The goal is to restate all of the records below word for word.

Collection entries:
◇ ◇ ◇ ◇ ◇

//! WirePact 身份令牌模型
//!
//! 身份令牌是一个短期有效的 JWT，断言某个不透明的用户标识。
//! 证书链 (`x5c`) 和指纹 (`x5t`) 放在 JWT 头部，载荷只包含标准声明。

use chrono::{DateTime, Utc};
use serde::{Deserialize, Serialize};

/// 本翻译器默认的签发者名称
pub const DEFAULT_ISSUER: &str = "k8s-basic-auth-translator";

/// WirePact 信任域的受众
pub const WIREPACT_AUDIENCE: &str = "WirePact";

/// 令牌有效期（秒）
pub const TOKEN_TTL_SECS: i64 = 60;

/// 身份令牌声明
#[derive(Debug, Clone, PartialEq, Eq, Serialize, Deserialize)]
pub struct IdentityClaims {
    /// 签发者
    pub iss: String,
    /// 受众
    pub aud: String,
    /// 签发时间（Unix 时间戳）
    pub iat: i64,
    /// 过期时间（Unix 时间戳）
    pub exp: i64,
    /// 用户标识
    pub sub: String,
}

impl IdentityClaims {
    /// 为用户标识创建声明，立即生效，`TOKEN_TTL_SECS` 秒后过期
    pub fn for_subject(issuer: &str, subject: &str, now: DateTime<Utc>) -> Self {
        let iat = now.timestamp();
        Self {
            iss: issuer.to_string(),
            aud: WIREPACT_AUDIENCE.to_string(),
            iat,
            exp: iat + TOKEN_TTL_SECS,
            sub: subject.to_string(),
        }
    }

    /// 检查给定时间是否在 [iat, exp] 之内
    pub fn is_valid_at(&self, now: DateTime<Utc>) -> bool {
        let now = now.timestamp();
        self.iat <= now && now <= self.exp
    }
}

#[cfg(test)]
mod tests {
    use super::*;
    use chrono::Duration;

    #[test]
    fn test_claims_for_subject() {
        let now = Utc::now();
        let claims = IdentityClaims::for_subject(DEFAULT_ISSUER, "user-42", now);
        assert_eq!(claims.sub, "user-42");
        assert_eq!(claims.aud, "WirePact");
        assert_eq!(claims.exp - claims.iat, 60);
    }

    #[test]
    fn test_claims_validity_window() {
        let now = Utc::now();
        let claims = IdentityClaims::for_subject(DEFAULT_ISSUER, "user-42", now);

        assert!(claims.is_valid_at(now));
        assert!(claims.is_valid_at(now + Duration::seconds(60)));
        assert!(!claims.is_valid_at(now + Duration::seconds(61)));
        assert!(!claims.is_valid_at(now - Duration::seconds(5)));
    }

    #[test]
    fn test_claims_without_nbf_serialization() {
        let claims = IdentityClaims::for_subject(DEFAULT_ISSUER, "user-42", Utc::now());
        let json = serde_json::to_value(&claims).unwrap();
        assert!(json.get("nbf").is_none());
        assert_eq!(json["iss"], "k8s-basic-auth-translator");
    }
}
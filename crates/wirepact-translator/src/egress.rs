//! 出站授权检查
//!
//! 把离开工作负载的 Basic Auth 凭证换成签名的 WirePact 身份令牌。
//! 没有凭证或不是 Basic 方案的请求原样放行。

use async_trait::async_trait;
use std::sync::Arc;
use tracing::{debug, error, info, warn};

use crate::grpc::HttpAttributes;
use crate::repository::UserRepository;
use crate::server::{AuthorizationCheck, Direction};
use wirepact_common::{
    AuthorizationDecision, BasicCredentials, HeaderEntry, ParsedAuthorization, Result,
    HTTP_AUTHORIZATION_HEADER, STATUS_FORBIDDEN, STATUS_UNAUTHORIZED, WIREPACT_IDENTITY_HEADER,
};
use wirepact_pki::TokenIssuer;

const MALFORMED_CREDENTIALS: &str = "The Basic Auth credentials are malformed.";
const NO_USER_ID: &str = "No user ID found for the given credentials.";

/// 出站授权检查
pub struct EgressCheck {
    repository: Arc<dyn UserRepository>,
    issuer: TokenIssuer,
}

impl EgressCheck {
    /// 创建新的出站检查
    pub fn new(repository: Arc<dyn UserRepository>, issuer: TokenIssuer) -> Self {
        Self { repository, issuer }
    }

    async fn resolve_user_id(&self, credentials: &BasicCredentials) -> Option<String> {
        match self
            .repository
            .lookup_user_id(&credentials.username, &credentials.password)
            .await
        {
            Ok(Some(user_id)) if !user_id.is_empty() => Some(user_id),
            Ok(_) => None,
            Err(e) => {
                error!("查询用户 {} 失败: {}", credentials.username, e);
                None
            }
        }
    }
}

#[async_trait]
impl AuthorizationCheck for EgressCheck {
    fn direction(&self) -> Direction {
        Direction::Egress
    }

    async fn check(&self, request: &HttpAttributes) -> Result<AuthorizationDecision> {
        let Some(header) = request.header(HTTP_AUTHORIZATION_HEADER) else {
            debug!("请求没有 Authorization 头，跳过");
            return Ok(AuthorizationDecision::pass_through());
        };

        let credentials = match BasicCredentials::parse_authorization(header) {
            ParsedAuthorization::NotBasic => {
                debug!("Authorization 头不是 Basic 方案，跳过");
                return Ok(AuthorizationDecision::pass_through());
            }
            ParsedAuthorization::Malformed(reason) => {
                warn!("Basic Auth 凭证格式错误: {}", reason);
                return Ok(AuthorizationDecision::deny(
                    STATUS_UNAUTHORIZED,
                    MALFORMED_CREDENTIALS,
                ));
            }
            ParsedAuthorization::Credentials(credentials) => credentials,
        };

        let Some(user_id) = self.resolve_user_id(&credentials).await else {
            info!("用户 {} 没有对应的用户标识", credentials.username);
            return Ok(AuthorizationDecision::deny(STATUS_FORBIDDEN, NO_USER_ID));
        };

        let token = self.issuer.issue(&user_id).map_err(|e| {
            error!("无法为用户标识 {} 签发令牌: {}", user_id, e);
            e
        })?;

        info!("已将用户 {} 转换为用户标识 {}", credentials.username, user_id);
        Ok(AuthorizationDecision::allow(
            vec![HeaderEntry::new(WIREPACT_IDENTITY_HEADER, &token)],
            vec![HTTP_AUTHORIZATION_HEADER.to_string()],
        ))
    }
}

◇ ◇ ◇ ◇ ◇

(Response below)
//! WirePact 身份令牌模型
//!
//! 身份令牌是一个短期有效的 JWT，断言某个不透明的用户标识。
//! 证书链 (`x5c`) 和指纹 (`x5t`) 放在 JWT 头部，载荷只包含标准声明。

use chrono::{DateTime, Utc};
use serde::{Deserialize, Serialize};

/// 本翻译器默认的签发者名称
pub const DEFAULT_ISSUER: &str = "k8s-basic-auth-translator";

/// WirePact 信任域的受众
pub const WIREPACT_AUDIENCE: &str = "WirePact";

/// 令牌有效期（秒）
pub const TOKEN_TTL_SECS: i64 = 60;

/// 身份令牌声明
#[derive(Debug, Clone, PartialEq, Eq, Serialize, Deserialize)]
pub struct IdentityClaims {
    /// 签发者
    pub iss: String,
    /// 受众
    pub aud: String,
    /// 签发时间（Unix 时间戳）
    pub iat: i64,
    /// 过期时间（Unix 时间戳）
    pub exp: i64,
    /// 用户标识
    pub sub: String,
}

impl IdentityClaims {
    /// 为用户标识创建声明，立即生效，`TOKEN_TTL_SECS` 秒后过期
    pub fn for_subject(issuer: &str, subject: &str, now: DateTime<Utc>) -> Self {
        let iat = now.timestamp();
        Self {
            iss: issuer.to_string(),
            aud: WIREPACT_AUDIENCE.to_string(),
            iat,
            exp: iat + TOKEN_TTL_SECS,
            sub: subject.to_string(),
        }
    }

    /// 检查给定时间是否在 [iat, exp] 之内
    pub fn is_valid_at(&self, now: DateTime<Utc>) -> bool {
        let now = now.timestamp();
        self.iat <= now && now <= self.exp
    }
}

#[cfg(test)]
mod tests {
    use super::*;
    use chrono::Duration;

    #[test]
    fn test_claims_for_subject() {
        let now = Utc::now();
        let claims = IdentityClaims::for_subject(DEFAULT_ISSUER, "user-42", now);
        assert_eq!(claims.sub, "user-42");
        assert_eq!(claims.aud, "WirePact");
        assert_eq!(claims.exp - claims.iat, 60);
    }

    #[test]
    fn test_claims_validity_window() {
        let now = Utc::now();
        let claims = IdentityClaims::for_subject(DEFAULT_ISSUER, "user-42", now);

        assert!(claims.is_valid_at(now));
        assert!(claims.is_valid_at(now + Duration::seconds(60)));
        assert!(!claims.is_valid_at(now + Duration::seconds(61)));
        assert!(!claims.is_valid_at(now - Duration::seconds(5)));
    }

    #[test]
    fn test_claims_without_nbf_serialization() {
        let claims = IdentityClaims::for_subject(DEFAULT_ISSUER, "user-42", Utc::now());
        let json = serde_json::to_value(&claims).unwrap();
        assert!(json.get("nbf").is_none());
        assert_eq!(json["iss"], "k8s-basic-auth-translator");
    }
}
filename crates/wirepact-translator/src/egress.rs
//! 出站授权检查
//!
//! 把离开工作负载的 Basic Auth 凭证换成签名的 WirePact 身份令牌。
//! 没有凭证或不是 Basic 方案的请求原样放行。

use async_trait::async_trait;
use std::sync::Arc;
use tracing::{debug, error, info, warn};

use crate::grpc::HttpAttributes;
use crate::repository::UserRepository;
use crate::server::{AuthorizationCheck, Direction};
use wirepact_common::{
    AuthorizationDecision, BasicCredentials, HeaderEntry, ParsedAuthorization, Result,
    HTTP_AUTHORIZATION_HEADER, STATUS_FORBIDDEN, STATUS_UNAUTHORIZED, WIREPACT_IDENTITY_HEADER,
};
use wirepact_pki::TokenIssuer;

const MALFORMED_CREDENTIALS: &str = "The Basic Auth credentials are malformed.";
const NO_USER_ID: &str = "No user ID found for the given credentials.";

/// 出站授权检查
pub struct EgressCheck {
    repository: Arc<dyn UserRepository>,
    issuer: TokenIssuer,
}

impl EgressCheck {
    /// 创建新的出站检查
    pub fn new(repository: Arc<dyn UserRepository>, issuer: TokenIssuer) -> Self {
        Self { repository, issuer }
    }

    async fn resolve_user_id(&self, credentials: &BasicCredentials) -> Option<String> {
        match self
            .repository
            .lookup_user_id(&credentials.username, &credentials.password)
            .await
        {
            Ok(Some(user_id)) if !user_id.is_empty() => Some(user_id),
            Ok(_) => None,
            Err(e) => {
                error!("查询用户 {} 失败: {}", credentials.username, e);
                None
            }
        }
    }
}

#[async_trait]
impl AuthorizationCheck for EgressCheck {
    fn direction(&self) -> Direction {
        Direction::Egress
    }

    async fn check(&self, request: &HttpAttributes) -> Result<AuthorizationDecision> {
        let Some(header) = request.header(HTTP_AUTHORIZATION_HEADER) else {
            debug!("请求没有 Authorization 头，跳过");
            return Ok(AuthorizationDecision::pass_through());
        };

        let credentials = match BasicCredentials::parse_authorization(header) {
            ParsedAuthorization::NotBasic => {
                debug!("Authorization 头不是 Basic 方案，跳过");
                return Ok(AuthorizationDecision::pass_through());
            }
            ParsedAuthorization::Malformed(reason) => {
                warn!("Basic Auth 凭证格式错误: {}", reason);
                return Ok(AuthorizationDecision::deny(
                    STATUS_UNAUTHORIZED,
                    MALFORMED_CREDENTIALS,
                ));
            }
            ParsedAuthorization::Credentials(credentials) => credentials,
        };

        let Some(user_id) = self.resolve_user_id(&credentials).await else {
            info!("用户 {} 没有对应的用户标识", credentials.username);
            return Ok(AuthorizationDecision::deny(STATUS_FORBIDDEN, NO_USER_ID));
        };

        let token = self.issuer.issue(&user_id).map_err(|e| {
            error!("无法为用户标识 {} 签发令牌: {}", user_id, e);
            e
        })?;

        info!("已将用户 {} 转换为用户标识 {}", credentials.username, user_id);
        Ok(AuthorizationDecision::allow(
            vec![HeaderEntry::new(WIREPACT_IDENTITY_HEADER, &token)],
            vec![HTTP_AUTHORIZATION_HEADER.to_string()],
        ))
    }
}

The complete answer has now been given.